Kayak essentials

What you need to know to get started kayaking

The kayak (A). This intimate watercraft should fit you physically and psychologically. Its shape and dimensions make dramatic differences in speed, handling, and comfort, so the only way to know what suits you is to rent or borrow many kayaks before deciding to purchase one. Beginners often buy too soon, investing in a wide, stable kayak that will seem bargelike as they gain skills. Newbies also crave a rudder, which later may become a nuisance. The most popular sea kayaks are fiberglass, which start at about $2,500. Rotomolded plastic kayaks are heavier but less expensive (from $1,000), while ultralight Kevlar ones cost more (about $3,000). Build-it-yourself wood/fiberglass kits are a viable alternative (around $700).

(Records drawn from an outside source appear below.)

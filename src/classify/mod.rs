//! Incident classification
//!
//! A [`Classifier`] backend turns free-form incident text into a category,
//! confidence, and short reason. The inner call is fallible; the pipeline
//! only ever sees [`classify_or_default`], which maps every failure mode to
//! the safe default `{other, 0.3, <failure reason>}` so classification can
//! never abort incident intake.

mod gemini;

pub use gemini::GeminiClassifier;

use async_trait::async_trait;

use crate::types::{Category, ClassificationResult};

/// Default confidence assigned when classification degrades.
pub const FALLBACK_CONFIDENCE: f64 = 0.3;

/// Classification failure modes.
///
/// Each variant carries the reason string recorded on the fallback result,
/// so the degraded branch is explicit and testable rather than an implicit
/// catch-all.
#[derive(Debug, thiserror::Error)]
pub enum ClassifyError {
    /// The service responded with no usable content.
    #[error("empty response")]
    EmptyResponse,
    /// The response text was not valid JSON.
    #[error("parse failed")]
    ParseFailed,
    /// JSON parsed but fields were missing, the category was outside the
    /// closed set, or the confidence was out of range.
    #[error("invalid format")]
    InvalidFormat,
    /// Transport failure, non-success status, or timeout.
    #[error("api error")]
    ApiError(String),
}

impl ClassifyError {
    /// Failure-class label recorded as the fallback reason.
    pub fn reason(&self) -> &'static str {
        match self {
            ClassifyError::EmptyResponse => "empty response",
            ClassifyError::ParseFailed => "parse failed",
            ClassifyError::InvalidFormat => "invalid format",
            ClassifyError::ApiError(_) => "api error",
        }
    }
}

/// Trait for classification backends
#[async_trait]
pub trait Classifier: Send + Sync {
    /// Attempt to classify the message. May fail; callers on the pipeline
    /// path must go through [`classify_or_default`] instead.
    async fn try_classify(&self, message: &str) -> Result<ClassificationResult, ClassifyError>;

    /// Backend name for logging
    fn backend_name(&self) -> &'static str;
}

/// Classify with the default-on-degraded-service policy.
///
/// Never fails outward: any [`ClassifyError`] becomes
/// `{other, 0.3, <failure reason>}` and is logged for operability.
pub async fn classify_or_default(
    classifier: &dyn Classifier,
    message: &str,
) -> ClassificationResult {
    match classifier.try_classify(message).await {
        Ok(result) => result,
        Err(e) => {
            tracing::warn!(
                backend = classifier.backend_name(),
                error = %e,
                "Classification degraded, using fallback category"
            );
            ClassificationResult {
                category: Category::Other,
                confidence: FALLBACK_CONFIDENCE,
                reason: e.reason().to_string(),
            }
        }
    }
}

/// Validate a raw `{category, confidence, reason}` JSON value from the live
/// classification path.
///
/// Out-of-set categories and out-of-range confidences are malformed output,
/// not new behavior — both map to `InvalidFormat`.
pub(crate) fn validate_response(value: &serde_json::Value) -> Result<ClassificationResult, ClassifyError> {
    let category_label = value
        .get("category")
        .and_then(|v| v.as_str())
        .ok_or(ClassifyError::InvalidFormat)?;
    let confidence = value
        .get("confidence")
        .and_then(serde_json::Value::as_f64)
        .ok_or(ClassifyError::InvalidFormat)?;

    let category = Category::parse(category_label).ok_or(ClassifyError::InvalidFormat)?;
    if !(0.0..=1.0).contains(&confidence) {
        return Err(ClassifyError::InvalidFormat);
    }

    let reason = value
        .get("reason")
        .and_then(|v| v.as_str())
        .unwrap_or("")
        .to_string();

    Ok(ClassificationResult {
        category,
        confidence,
        reason,
    })
}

The paddle (B). This is not the place to economize― it's your engine and your most important control, and you're holding it up all day. It should be as light and as strong as possible, and its size should match your body and strength. Good fiberglass paddles cost $200 and up, and the best carbon-fiber paddles are $300 to $400. You'll also want to purchase a spare (C), which you'll bungee to the deck.

Safety accessories. Neoprene spray skirt (D) to keep lower body and kayak interior dry; PFD, a personal flotation device or life jacket (E); bilge pump (F); and signaling device (flares, whistle, mirror, and/or lights) are essential. The need for other equipment, such as a wet or dry suit and VHF radio, will depend on the conditions you plan to paddle in.